The Role of the Birth Partner

Bring in Mr (or Ms) Love

Anyone who has come to my classes or workshops will know I am often assigning the birth partner the role of being Mr Love (or Ms Love), as I see that one of the most helpful services they could offer to the labouring woman is to invite the flow of oxytocin, which will so help mother and baby in their journey to greet each other. Oxytocin, often called both the “shy” hormone and also the “contagious” hormone, is definitely a necessary part of the birth experience. How do we take on this role without projecting our own ideas about what brings oxytocin forward onto the birthing woman? Birthing mama will be the source of all knowledge when it comes to discovering what helps her to dive into the oxytocic flow.
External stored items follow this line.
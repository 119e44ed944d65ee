#![deny(
    unsafe_code,
    missing_docs,
    dead_code,
    unused_results,
    non_snake_case,
    unreachable_pub
)]

//! Authoritative liquid grid state for the sandbox.
//!
//! The world owns the water buffers, the solid flags, the registered bodies
//! and absorbers. Systems never touch it directly: they read the views
//! exposed by [`query`] and answer with [`Command`]s that are fed back through
//! [`apply`].

mod flow;
mod grid;

use std::{collections::BTreeMap, time::Duration};

use glam::Vec2;
use liquid_sandbox_core::{
    polygon_contains, AbsorberId, AbsorberSnapshot, Aabb, BodyId, BodySnapshot, CellCoord,
    Command, Event, FlowTuning, GridGeometry,
};
use log::{debug, trace, warn};

use crate::grid::LiquidGrid;

const DEFAULT_GRID_COLUMNS: u32 = 64;
const DEFAULT_GRID_ROWS: u32 = 48;
const DEFAULT_CELL_SIZE: f32 = 0.125;

/// Cells above the spawn point that may absorb spawn overflow.
const SPAWN_OVERFLOW_ROWS: i32 = 4;

/// Represents the authoritative liquid world state.
#[derive(Debug)]
pub struct World {
    grid: LiquidGrid,
    tuning: FlowTuning,
    generation: u64,
    bodies: BTreeMap<BodyId, BodySnapshot>,
    absorbers: BTreeMap<AbsorberId, AbsorberSnapshot>,
    tick_index: u64,
    elapsed: Duration,
}

impl World {
    /// Creates an empty world with the default grid and flow parameters.
    #[must_use]
    pub fn new() -> Self {
        let geometry = GridGeometry::new(
            DEFAULT_GRID_COLUMNS,
            DEFAULT_GRID_ROWS,
            DEFAULT_CELL_SIZE,
            Vec2::ZERO,
        );
        Self {
            grid: LiquidGrid::new(geometry),
            tuning: FlowTuning::default(),
            generation: 0,
            bodies: BTreeMap::new(),
            absorbers: BTreeMap::new(),
            tick_index: 0,
            elapsed: Duration::ZERO,
        }
    }

    fn nominal_capacity(&self) -> f32 {
        self.tuning.max_water_per_cell
    }

    fn advance_clock(&mut self, dt: Duration, out_events: &mut Vec<Event>) {
        self.tick_index = self.tick_index.saturating_add(1);
        self.elapsed = self.elapsed.saturating_add(dt);
        out_events.push(Event::TimeAdvanced { dt });
    }

    fn step_flow(&mut self, out_events: &mut Vec<Event>) {
        let mut steps = 0;
        let mut transfers = 0;
        for _ in 0..self.tuning.iterations_per_tick {
            let outcome = flow::step(&mut self.grid, &self.tuning);
            steps += 1;
            transfers += outcome.transfers;
        }
        self.grid.refresh_surface(self.tuning.min_water_transfer);
        trace!(
            "tick {} ran {} transfers, {} cells active",
            self.tick_index,
            transfers,
            self.grid.active.len()
        );
        out_events.push(Event::FlowStepped {
            steps,
            active_cells: self.grid.active.len(),
        });
    }

    fn spawn_at(&mut self, cell: CellCoord, amount: f32) -> f32 {
        let capacity = self.nominal_capacity();
        let mut remaining = amount;
        let mut placed = 0.0;
        for rows in 0..=SPAWN_OVERFLOW_ROWS {
            if remaining <= 0.0 {
                break;
            }
            let Some(target) = self.grid.geometry.offset(cell, 0, rows) else {
                break;
            };
            if self.grid.is_solid(target) {
                break;
            }
            let accepted = self.grid.add_water(target, remaining, capacity);
            remaining -= accepted;
            placed += accepted;
        }
        placed
    }

    fn spawn_in_region(&mut self, vertices: &[Vec2], total: f32) {
        if vertices.len() < 3 || !total.is_finite() || total <= 0.0 {
            return;
        }
        let geometry = self.grid.geometry;
        let bounds = vertices
            .iter()
            .skip(1)
            .fold(Aabb::new(vertices[0], vertices[0]), |bounds, vertex| {
                Aabb::new(bounds.min().min(*vertex), bounds.max().max(*vertex))
            });

        let cells: Vec<CellCoord> = geometry
            .cell_span(bounds)
            .map(|span| {
                span.cells()
                    .filter(|cell| !self.grid.is_solid(*cell))
                    .filter(|cell| polygon_contains(vertices, geometry.grid_to_world(*cell)))
                    .collect()
            })
            .unwrap_or_default();

        if cells.is_empty() {
            let centroid = vertices.iter().copied().sum::<Vec2>() / vertices.len() as f32;
            if let Some(cell) = geometry.world_to_cell(centroid) {
                let _ = self.spawn_at(cell, total);
            }
            return;
        }

        let share = total / cells.len() as f32;
        let capacity = self.nominal_capacity();
        for cell in cells {
            let _ = self.grid.add_water(cell, share, capacity);
        }
    }
}

impl Default for World {
    fn default() -> Self {
        Self::new()
    }
}

/// Applies the provided command to the world, mutating state deterministically.
pub fn apply(world: &mut World, command: Command, out_events: &mut Vec<Event>) {
    match command {
        Command::ConfigureGrid {
            columns,
            rows,
            cell_size,
            origin,
        } => {
            let geometry = GridGeometry::new(columns, rows, cell_size, origin);
            world.grid = LiquidGrid::new(geometry);
            world.generation = world.generation.wrapping_add(1);
            debug!(
                "configured {}x{} grid (cell size {}) generation {}",
                columns, rows, cell_size, world.generation
            );
            out_events.push(Event::GridConfigured {
                geometry,
                generation: world.generation,
            });
        }
        Command::ConfigureFlow { tuning } => match tuning.validate() {
            Ok(()) => {
                world.tuning = tuning;
                world.grid.clamp_all(world.tuning.hard_capacity());
                world.grid.rescan_pending = true;
                out_events.push(Event::FlowConfigured);
            }
            Err(reason) => {
                warn!("rejected flow tuning: {reason}");
                out_events.push(Event::TuningRejected { reason });
            }
        },
        Command::Tick { dt } => {
            world.advance_clock(dt, out_events);
            world.step_flow(out_events);
        }
        Command::AdvanceClock { dt } => world.advance_clock(dt, out_events),
        Command::StepFlow => world.step_flow(out_events),
        Command::SetWater { cell, amount } => {
            let capacity = world.nominal_capacity();
            let _ = world.grid.set_water(cell, amount, capacity);
        }
        Command::AddWater { cell, amount } => {
            let capacity = world.nominal_capacity();
            let _ = world.grid.add_water(cell, amount, capacity);
        }
        Command::DrainWater { cell, amount } => {
            let _ = world.grid.drain_water(cell, amount);
        }
        Command::SpawnWater { position, amount } => {
            if !amount.is_finite() || amount <= 0.0 {
                return;
            }
            if let Some(cell) = world.grid.geometry.world_to_cell(position) {
                let _ = world.spawn_at(cell, amount);
            }
        }
        Command::SpawnWaterInRegion { vertices, total } => {
            world.spawn_in_region(&vertices, total);
        }
        Command::RemoveWater { position, amount } => {
            if let Some(cell) = world.grid.geometry.world_to_cell(position) {
                let _ = world.grid.drain_water(cell, amount);
            }
        }
        Command::ClearAllWater => {
            world.grid.clear();
            world.generation = world.generation.wrapping_add(1);
            out_events.push(Event::WaterCleared {
                generation: world.generation,
            });
        }
        Command::ActivateCell { cell } => world.grid.activate(cell),
        Command::RefreshSolidCells => {}
        Command::ApplySolidMask { solid } => {
            if solid.len() != world.grid.geometry.cell_count() {
                warn!(
                    "ignoring solid mask with {} entries for a grid of {} cells",
                    solid.len(),
                    world.grid.geometry.cell_count()
                );
                return;
            }
            let diff = world
                .grid
                .apply_solid_mask(&solid, world.tuning.min_water_transfer);
            out_events.push(Event::SolidCellsRefreshed {
                blocked: diff.blocked,
                freed: diff.freed,
                reactivated: diff.reactivated,
            });
        }
        Command::RegisterBody { body } => {
            let id = body.id;
            let _ = world.bodies.insert(id, body);
            out_events.push(Event::BodyRegistered { id });
        }
        Command::UpdateBody {
            id,
            position,
            velocity,
        } => {
            if let Some(body) = world.bodies.get_mut(&id) {
                body.position = position;
                body.velocity = velocity;
            }
        }
        Command::RemoveBody { id } => {
            if world.bodies.remove(&id).is_some() {
                out_events.push(Event::BodyRemoved { id });
            }
        }
        Command::RegisterAbsorber { absorber } => {
            let id = absorber.id;
            let _ = world.absorbers.insert(id, absorber);
            out_events.push(Event::AbsorberRegistered { id });
        }
        Command::RemoveAbsorber { id } => {
            if world.absorbers.remove(&id).is_some() {
                out_events.push(Event::AbsorberRemoved { id });
            }
        }
    }
}

/// Query functions that provide read-only access to the world state.
pub mod query {
    use std::time::Duration;

    use super::World;
    use liquid_sandbox_core::{
        Aabb, AbsorberView, BodyId, BodySnapshot, BodyView, CellCoord, FlowTuning, GridGeometry,
        WaterView,
    };

    /// Geometry of the current grid.
    #[must_use]
    pub fn geometry(world: &World) -> GridGeometry {
        world.grid.geometry
    }

    /// Flow parameters currently in effect.
    #[must_use]
    pub fn flow_tuning(world: &World) -> &FlowTuning {
        &world.tuning
    }

    /// Water held by a cell; out-of-range cells read as dry.
    #[must_use]
    pub fn water(world: &World, cell: CellCoord) -> f32 {
        world.grid.water(cell)
    }

    /// Reports whether a cell is flagged solid.
    #[must_use]
    pub fn is_solid(world: &World, cell: CellCoord) -> bool {
        world.grid.is_solid(cell)
    }

    /// Reports whether a cell produced no transfer on its last evaluation.
    #[must_use]
    pub fn is_settled(world: &World, cell: CellCoord) -> bool {
        world.grid.is_settled(cell)
    }

    /// Captures a read-only view of the liquid grid.
    #[must_use]
    pub fn water_view(world: &World) -> WaterView<'_> {
        world
            .grid
            .view(world.tuning.max_water_per_cell, world.tuning.min_water_transfer)
    }

    /// Captures a read-only view of the registered bodies.
    #[must_use]
    pub fn body_view(world: &World) -> BodyView {
        BodyView::from_snapshots(world.bodies.values().cloned().collect())
    }

    /// Looks up a single registered body.
    #[must_use]
    pub fn body(world: &World, id: BodyId) -> Option<&BodySnapshot> {
        world.bodies.get(&id)
    }

    /// Captures a read-only view of the registered absorbers.
    #[must_use]
    pub fn absorber_view(world: &World) -> AbsorberView {
        AbsorberView::from_snapshots(world.absorbers.values().cloned().collect())
    }

    /// World-space rectangle covered by the grid.
    #[must_use]
    pub fn world_bounds(world: &World) -> Aabb {
        world.grid.geometry.bounds()
    }

    /// Number of cells scheduled for the next flow step.
    #[must_use]
    pub fn active_cell_count(world: &World) -> usize {
        world.grid.active.len()
    }

    /// Number of open cells holding at least the transfer epsilon.
    #[must_use]
    pub fn total_water_cells(world: &World) -> usize {
        world.grid.wet_cell_count(world.tuning.min_water_transfer)
    }

    /// Sum of the water held by every cell.
    #[must_use]
    pub fn total_water(world: &World) -> f32 {
        world.grid.total_water()
    }

    /// Counter bumped whenever the grid contents are discarded wholesale.
    #[must_use]
    pub fn grid_generation(world: &World) -> u64 {
        world.generation
    }

    /// Number of ticks processed so far.
    #[must_use]
    pub fn tick_index(world: &World) -> u64 {
        world.tick_index
    }

    /// Simulated time accumulated across all ticks.
    #[must_use]
    pub fn elapsed(world: &World) -> Duration {
        world.elapsed
    }
}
Knowing yourself can only make this easier, and yet how many antenatal classes put forward the idea that the most important aspect of antenatal care is getting to know yourself in this experience? Then with this deeper knowledge, sharing it with your birth partner so they can attune to what ever it is that you need in order to relax enough to let the hormones flow.
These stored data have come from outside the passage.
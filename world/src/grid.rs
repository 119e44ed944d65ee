use std::collections::BTreeSet;

use liquid_sandbox_core::{CellCoord, GridGeometry, WaterView};

/// Dense liquid storage indexed by `row * columns + column`.
///
/// `water` is the authoritative buffer; `scratch` is the flow stepper's write
/// buffer and is swapped with `water` at the end of every step.
#[derive(Clone, Debug)]
pub(crate) struct LiquidGrid {
    pub(crate) geometry: GridGeometry,
    pub(crate) water: Vec<f32>,
    pub(crate) scratch: Vec<f32>,
    pub(crate) solid: Vec<bool>,
    pub(crate) settled: Vec<bool>,
    pub(crate) depth: Vec<u32>,
    pub(crate) surface: Vec<bool>,
    pub(crate) active: BTreeSet<usize>,
    pub(crate) rescan_pending: bool,
}

impl LiquidGrid {
    pub(crate) fn new(geometry: GridGeometry) -> Self {
        let cells = geometry.cell_count();
        Self {
            geometry,
            water: vec![0.0; cells],
            scratch: vec![0.0; cells],
            solid: vec![false; cells],
            settled: vec![false; cells],
            depth: vec![0; cells],
            surface: vec![false; cells],
            active: BTreeSet::new(),
            rescan_pending: true,
        }
    }

    pub(crate) fn view(&self, max_water: f32, min_water: f32) -> WaterView<'_> {
        WaterView::new(
            self.geometry,
            &self.water,
            &self.solid,
            &self.settled,
            &self.depth,
            &self.surface,
            max_water,
            min_water,
        )
    }

    fn open_index(&self, cell: CellCoord) -> Option<usize> {
        let index = self.geometry.index(cell)?;
        if self.solid[index] {
            None
        } else {
            Some(index)
        }
    }

    pub(crate) fn water(&self, cell: CellCoord) -> f32 {
        self.geometry
            .index(cell)
            .map_or(0.0, |index| self.water[index])
    }

    pub(crate) fn is_solid(&self, cell: CellCoord) -> bool {
        self.geometry
            .index(cell)
            .map_or(false, |index| self.solid[index])
    }

    pub(crate) fn is_settled(&self, cell: CellCoord) -> bool {
        self.geometry
            .index(cell)
            .map_or(false, |index| self.settled[index])
    }

    /// Overwrites an open cell's water. Returns the signed change.
    pub(crate) fn set_water(&mut self, cell: CellCoord, amount: f32, capacity: f32) -> f32 {
        let Some(index) = self.open_index(cell) else {
            return 0.0;
        };
        let amount = sanitize(amount).clamp(0.0, capacity);
        let delta = amount - self.water[index];
        self.water[index] = amount;
        self.wake(index);
        delta
    }

    /// Adds water to an open cell up to `capacity`. Returns the accepted amount.
    pub(crate) fn add_water(&mut self, cell: CellCoord, amount: f32, capacity: f32) -> f32 {
        let Some(index) = self.open_index(cell) else {
            return 0.0;
        };
        let amount = sanitize(amount);
        let accepted = amount.min((capacity - self.water[index]).max(0.0));
        if accepted <= 0.0 {
            return 0.0;
        }
        self.water[index] += accepted;
        self.wake(index);
        accepted
    }

    /// Removes up to `amount` from an open cell. Returns the removed amount.
    pub(crate) fn drain_water(&mut self, cell: CellCoord, amount: f32) -> f32 {
        let Some(index) = self.open_index(cell) else {
            return 0.0;
        };
        let removed = sanitize(amount).min(self.water[index]);
        if removed <= 0.0 {
            return 0.0;
        }
        self.water[index] = (self.water[index] - removed).max(0.0);
        self.wake(index);
        removed
    }

    pub(crate) fn clear(&mut self) {
        self.water.fill(0.0);
        self.scratch.fill(0.0);
        self.settled.fill(false);
        self.depth.fill(0);
        self.surface.fill(false);
        self.active.clear();
    }

    /// Clamps every cell into `[0, capacity]`.
    pub(crate) fn clamp_all(&mut self, capacity: f32) {
        for amount in &mut self.water {
            *amount = sanitize(*amount).clamp(0.0, capacity);
        }
    }

    pub(crate) fn activate(&mut self, cell: CellCoord) {
        if let Some(index) = self.geometry.index(cell) {
            self.wake(index);
        }
    }

    /// Schedules the cell and its eight neighbours and clears their settled flags.
    pub(crate) fn wake(&mut self, index: usize) {
        let Some(cell) = self.geometry.cell_at(index) else {
            return;
        };
        for rows in -1..=1 {
            for columns in -1..=1 {
                let Some(neighbour) = self.geometry.offset(cell, columns, rows) else {
                    continue;
                };
                let Some(neighbour_index) = self.geometry.index(neighbour) else {
                    continue;
                };
                self.settled[neighbour_index] = false;
                let _ = self.active.insert(neighbour_index);
            }
        }
    }

    /// Replaces the solid flags, reactivating water trapped in freed cells.
    pub(crate) fn apply_solid_mask(&mut self, mask: &[bool], min_water: f32) -> SolidDiff {
        let mut diff = SolidDiff::default();
        if mask.len() != self.solid.len() {
            return diff;
        }
        let mut freed_wet = Vec::new();
        for (index, (current, next)) in self.solid.iter_mut().zip(mask).enumerate() {
            match (*current, *next) {
                (false, true) => diff.blocked += 1,
                (true, false) => {
                    diff.freed += 1;
                    if self.water[index] > 0.0 && self.water[index] >= min_water {
                        freed_wet.push(index);
                    }
                }
                _ => {}
            }
            *current = *next;
        }
        for index in freed_wet {
            diff.reactivated += 1;
            self.wake(index);
        }
        self.rescan_pending = true;
        diff
    }

    /// Recomputes the derived depth and surface buffers.
    pub(crate) fn refresh_surface(&mut self, min_water: f32) {
        let columns = self.geometry.columns();
        let rows = self.geometry.rows();
        let threshold = min_water.max(f32::MIN_POSITIVE);
        for column in 0..columns {
            let mut run = 0u32;
            for row in (0..rows).rev() {
                let Some(index) = self.geometry.index(CellCoord::new(column, row)) else {
                    continue;
                };
                if self.solid[index] || self.water[index] < threshold {
                    run = 0;
                    self.depth[index] = 0;
                    self.surface[index] = false;
                    continue;
                }
                self.surface[index] = run == 0;
                self.depth[index] = run;
                run = run.saturating_add(1);
            }
        }
    }

    pub(crate) fn total_water(&self) -> f32 {
        self.water.iter().sum()
    }

    pub(crate) fn wet_cell_count(&self, min_water: f32) -> usize {
        let threshold = min_water.max(f32::MIN_POSITIVE);
        self.water
            .iter()
            .zip(&self.solid)
            .filter(|(amount, solid)| !**solid && **amount >= threshold)
            .count()
    }
}

/// Summary of a solid mask reconciliation.
#[derive(Clone, Copy, Debug, Default, PartialEq, Eq)]
pub(crate) struct SolidDiff {
    pub(crate) blocked: u32,
    pub(crate) freed: u32,
    pub(crate) reactivated: u32,
}

fn sanitize(amount: f32) -> f32 {
    if amount.is_finite() {
        amount.max(0.0)
    } else {
        0.0
    }
}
Often partners ask me what do I think might be a useful role? Sometimes I think the role of the partner gets confused to being that of an obstetric expert, a defender of the woman’s space and so on. I think that in the current system where most women haven’t met their professional caregivers until they are in labour, the partner takes on a more significant role as being possibly the only person in the room who really knows the birthing woman, her fears, her hopes, her struggles and her strengths. And loves her with all of what she brings, unconditionally. I think the real experiencing of the unconditional love is what brings balm to any labouring woman. For her to receive the love and support in this way allows her to go more deeply into herself and trust that she is the woman for the job.

Trusting her helps her to trust herself. And we could go further back and say that if the birth partner trusts himself or herself then they model that trust-in-self that is needed in birth. They offer a place where trust is the foundation and the offering in the room, and that the woman can rest in that. She can sense the enormous breadth and depth that is offered as a ground from which to birth from.

So I guess my question to any birth partner might be do you feel able to trust yourself as being the presence of love in this experience, and do you trust that this will be enough? Can you choose love over fear again and again through the labour? Sometimes people might wonder if this is a little flaky, but I offer this role in a way that is as pragmatic as it needs to be. I think it just calls for a clear intention as to what the role is (supporter of oxytocin and endorphins) as opposed to someone who has a role to “make it ok”, “take away the pain,” “protect her” and all the other ideas we might have about the birth partner role. When you offer the presence of love and the decision to trust (both yourself and the labouring woman) then it offers her a space to find her way of working and she is offered the opportunity to know something amazing about herself, however the journey goes, love will always be a great teacher.

It asks for the birth partner to put their own agenda to one side and inhabit the Self that knows what is needed in the moment and to come from that place. If we come from a place of fear or rescue we might want to try and control the situation even in the most subtle of ways to make it more comfortable for ourselves.